スーパーファミコンを代表する名作RPGのひとつ「聖剣伝説2」。ソフトパッケージにもなっている、印象的なタイトル画面をツイッターユーザー・MiyukiChiさんが刺繍で再現しました。
物語を象徴するマナの木に、それを見上げる主人公ら3人、そしてタイトルの文字が1ドットずつ細かくクロスステッチによって描かれています。ゲームをプレイしたことがある人なら、タイトルBGMが脳内再生されるのではないでしょうか。
制作者のMiyukiChiさんはもともと、アイロンビーズ作品を趣味で制作していました。出産をきっかけに、子どもを抱っこやおんぶしたままでも出来るクロスステッチに取り組み始め、以降両方を嗜むようになったそうです。
加えて、自身が幼少期を過ごした90年代のゲームグラフィックに強い魅力を感じており、大好きだった「聖剣伝説2」のタイトル画面にチャレンジしてみようと決意を固めたのだそう。
制作を開始したのは2020年の12月。1ページ66×43のマス目からなる全24ページの図案を制作し、それに従って1マスずつ刺繍が施されました。聞いただけでも気の遠くなるような作業ですが、コツコツと進められ、1年半もの時間がかけられています。
特に大変だったと話すのは「色数の多さと、そのたくさんの色があちこちに飛び回っている点」。
1ページにたった2~3目しか使わない色があったり、しかもそれぞれがとても離れた位置だったり……。刺し間違えないよう、紙の図案にマーキングしながら進めていても、結構な頻度で間違えて何度も修正を繰り返したそうです。

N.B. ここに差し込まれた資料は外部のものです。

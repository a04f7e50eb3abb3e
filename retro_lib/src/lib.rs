//! Machine-agnostic substrate for retro hardware emulators.
//!
//! Three pieces carry the weight: an address [`machine::memory::Bus`] that
//! dispatches reads and writes to a dynamic set of mapped regions, a
//! [`machine::clock::ClockScheduler`] that drives every subsystem from one
//! master counter at exact integer ratios, and the cartridge
//! [`machine::mapper`] controllers that rewire the bus in response to the
//! traffic running over it. CPUs, video and audio are guests on top of this;
//! they register clocks and regions like everything else.

// Emulator types are constrained by the original hardware, so intentional
// truncating and widening casts are pervasive.
#![allow(clippy::cast_possible_truncation)]
// Address windows read more naturally with explicit hex bounds than with
// computed lengths.
#![allow(clippy::unreadable_literal)]

mod error;

pub mod debugger;
pub mod input;
pub mod machine;
pub mod machines;
pub mod util;

pub use error::{RetroError, RetroResult};
pub use machine::{MachineConfig, MachineDesc, Registry, Session};
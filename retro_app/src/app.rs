use clap::Parser;
use retro_lib::{MachineConfig, Registry};
use std::path::PathBuf;
use tracing::info;

use crate::error::Result;

/// Headless runner for the emulation core.
#[derive(Parser)]
#[command(version, about)]
struct Args {
    /// Machine to emulate (e.g. "gb", "nes")
    #[arg(short, long)]
    machine: String,

    /// Cartridge image
    cart: PathBuf,

    /// Boot ROM image, for machines that need one
    #[arg(short, long)]
    bootrom: Option<PathBuf>,
}

pub fn run() -> Result<()> {
    let args = Args::parse();

    tracing_subscriber::fmt::init();

    let config = MachineConfig {
        cart: args.cart,
        bootrom: args.bootrom,
    };

    let registry = Registry::with_builtins();
    let mut session = registry.build(&args.machine, &config)?;

    // Headless frontends: no input events, no debugger. A machine with no
    // clocks registered returns immediately.
    session.run(&mut (), &mut ());
    session.deinit();

    info!("session ended");
    Ok(())
}
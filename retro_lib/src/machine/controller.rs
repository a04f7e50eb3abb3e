//! Cartridge controller interface.

use crate::error::RetroResult;
use crate::machine::memory::Bus;
use crate::machine::resource::ResourceTable;

/// Cartridge-type-specific logic owning mapped memory and the Regions built
/// on top of it.
///
/// `init` claims the Resources the variant needs, maps its file windows and
/// activates its Regions on the bus; on failure it must leave nothing behind
/// — every Region it managed to add is removed again before the error is
/// returned. `deinit` removes whatever is still active; the backing buffers
/// go away with their devices.
pub trait Controller {
    fn init(&mut self, bus: &mut Bus, resources: &ResourceTable) -> RetroResult<()>;

    fn deinit(&mut self, bus: &mut Bus);
}
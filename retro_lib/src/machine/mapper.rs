//! Cartridge mapper controllers, one module per hardware family.

pub mod gb;
pub mod nrom;
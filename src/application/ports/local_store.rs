use crate::domain::entities::{CachedMenu, Menu, NewOrder, Order, SyncQueueDraft, SyncQueueEntry};
use crate::domain::value_objects::{
    LocalOrderId, OrderStatus, SyncOperationType, SyncQueueId, TempId,
};
use crate::shared::error::AppError;
use async_trait::async_trait;
use chrono::{DateTime, Utc};

/// 注文コレクション。書き込みは OrderService、状態更新は SyncManager のみが行う。
#[async_trait]
pub trait OrderStore: Send + Sync {
    async fn insert_order(&self, order: NewOrder) -> Result<Order, AppError>;
    async fn get_order(&self, id: LocalOrderId) -> Result<Option<Order>, AppError>;
    async fn find_by_temp_id(&self, temp_id: &TempId) -> Result<Option<Order>, AppError>;
    async fn list_by_status(&self, status: OrderStatus) -> Result<Vec<Order>, AppError>;
    /// Returns `false` when the order was not `pending` any more.
    async fn mark_synced(
        &self,
        id: LocalOrderId,
        synced_at: DateTime<Utc>,
    ) -> Result<bool, AppError>;
    async fn record_sync_failure(
        &self,
        id: LocalOrderId,
        error: &str,
        terminal: bool,
    ) -> Result<(), AppError>;
}

#[async_trait]
pub trait MenuSnapshotStore: Send + Sync {
    async fn save_menu(&self, menu: &Menu, updated_at: DateTime<Utc>) -> Result<(), AppError>;
    async fn current_menu(&self) -> Result<Option<CachedMenu>, AppError>;
}

#[async_trait]
pub trait SyncQueueStore: Send + Sync {
    async fn enqueue(&self, draft: SyncQueueDraft) -> Result<SyncQueueEntry, AppError>;
    async fn pending_operations(&self) -> Result<Vec<SyncQueueEntry>, AppError>;
    async fn operations_by_type(
        &self,
        op_type: &SyncOperationType,
    ) -> Result<Vec<SyncQueueEntry>, AppError>;
    async fn remove_operation(&self, id: SyncQueueId) -> Result<(), AppError>;
}

#[async_trait]
pub trait KeyValueStore: Send + Sync {
    async fn put(&self, key: &str, value: &str) -> Result<(), AppError>;
    async fn get(&self, key: &str) -> Result<Option<String>, AppError>;
    async fn delete(&self, key: &str) -> Result<(), AppError>;
}
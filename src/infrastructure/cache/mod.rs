pub mod persistent;
pub mod persister;
pub mod query_cache;

pub use persistent::PersistentQueryCache;
pub use persister::KeyValueCachePersister;
pub use query_cache::QueryCache;
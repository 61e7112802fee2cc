use super::query_cache::QueryCache;
use crate::application::ports::QueryCachePersister;
use crate::domain::entities::PersistedQueryCache;
use crate::domain::value_objects::QueryKey;
use crate::shared::error::AppError;
use chrono::Utc;
use serde_json::Value;
use std::sync::Arc;

/// QueryCache whose every mutation rewrites the persisted bundle.
#[derive(Clone)]
pub struct PersistentQueryCache {
    cache: QueryCache,
    persister: Arc<dyn QueryCachePersister>,
    buster: String,
}

impl PersistentQueryCache {
    pub fn new(
        cache: QueryCache,
        persister: Arc<dyn QueryCachePersister>,
        buster: impl Into<String>,
    ) -> Self {
        Self {
            cache,
            persister,
            buster: buster.into(),
        }
    }

    pub fn cache(&self) -> &QueryCache {
        &self.cache
    }

    /// 起動時に一度呼ぶ。戻り値は復元したクエリ数。
    pub async fn restore(&self) -> Result<usize, AppError> {
        match self.persister.restore().await? {
            Some(snapshot) => {
                let restored = self.cache.hydrate(snapshot.queries).await;
                tracing::debug!(target: "lunch::cache", restored, "query cache restored");
                Ok(restored)
            }
            None => Ok(0),
        }
    }

    pub async fn get(&self, key: &QueryKey) -> Option<Value> {
        self.cache.get(key).await
    }

    pub async fn get_fresh(&self, key: &QueryKey) -> Option<Value> {
        self.cache.get_fresh(key).await
    }

    pub async fn set(&self, key: QueryKey, data: Value) -> Result<(), AppError> {
        self.cache.set(key, data).await;
        self.persist().await
    }

    pub async fn invalidate(&self, prefix: &QueryKey) -> Result<usize, AppError> {
        let count = self.cache.invalidate(prefix).await;
        if count > 0 {
            self.persist().await?;
        }
        Ok(count)
    }

    pub async fn remove(&self, key: &QueryKey) -> Result<bool, AppError> {
        let removed = self.cache.remove(key).await;
        if removed {
            self.persist().await?;
        }
        Ok(removed)
    }

    pub async fn clear(&self) -> Result<(), AppError> {
        self.cache.clear().await;
        self.persist().await
    }

    /// ログアウト時：メモリと永続化の両方を消す
    pub async fn clear_persisted(&self) -> Result<(), AppError> {
        self.cache.clear().await;
        self.persister.remove().await
    }

    async fn persist(&self) -> Result<(), AppError> {
        let snapshot = PersistedQueryCache {
            timestamp: Utc::now().timestamp_millis(),
            buster: self.buster.clone(),
            queries: self.cache.dehydrate().await,
        };
        self.persister.persist(&snapshot).await
    }
}
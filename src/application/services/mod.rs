pub mod menu_service;
pub mod order_service;
pub mod sync_manager;
pub mod sync_trigger;

#[cfg(test)]
mod test_support;

pub use menu_service::MenuService;
pub use order_service::OrderService;
pub use sync_manager::SyncManager;
pub use sync_trigger::spawn_sync_on_reconnect;
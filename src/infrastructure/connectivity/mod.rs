pub mod monitor;
pub mod probe;

pub use monitor::ConnectivityMonitor;
pub use probe::ReachabilityProbe;
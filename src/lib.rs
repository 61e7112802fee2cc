pub mod application;
pub mod domain;
pub mod infrastructure;
pub mod shared;
pub mod state;

pub use shared::{AppConfig, AppError, Result};
pub use state::AppState;

/// Installs the global subscriber. `RUST_LOG` takes precedence over `level`.
pub fn init_logging(level: &str, json: bool) -> anyhow::Result<()> {
    use tracing_subscriber::{EnvFilter, fmt, prelude::*};

    let env_filter = EnvFilter::try_from_default_env().unwrap_or_else(|_| EnvFilter::new(level));

    let fmt_layer = if json {
        fmt::layer().json().with_current_span(false).boxed()
    } else {
        fmt::layer()
            .with_target(true)
            .with_thread_ids(false)
            .with_thread_names(false)
            .boxed()
    };

    tracing_subscriber::registry()
        .with(env_filter)
        .with(fmt_layer)
        .try_init()?;

    Ok(())
}
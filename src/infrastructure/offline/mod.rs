mod mappers;
mod rows;
pub mod sqlite_store;

pub use sqlite_store::SqliteLocalStore;
use crate::shared::error::AppError;
use async_trait::async_trait;

#[async_trait]
pub trait CredentialProvider: Send + Sync {
    /// Read fresh on every call; tokens may rotate between flush passes.
    async fn access_token(&self) -> Result<Option<String>, AppError>;
}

こうして完成したのは横31.5cm、縦27.5cmに及ぶ超大作。額縁に入った作品は、ゲーム画面がそのまま飛び出してきたかのような高い再現度を誇っています。ちなみに、額縁選びにも「一週間悩みました(笑)」というほど、作品と同じようにこだわりが込められています。
完成後の心境をうかがうと、「仕上がるまでは、別の作業をしていてもずっと頭の片隅で存在感を放っていたので、やっと肩の荷が下りた気分です」と達成感を覚えながらも、「ライフワークと化していたので、終了間近の頃は終わってしまうのが寂しくて進みが悪かったですね。ゲームのクリア直前でやる気が失われるような」と喪失感も同時に味わっていた様子です。
作品は現在、自宅の目立つ場所に飾っているとのこと。きっと目にするたび、「マナ」を巡って世界を旅したゲーム本編の物語、そして長い年月をかけた刺繍の記憶を思い起こすことでしょう。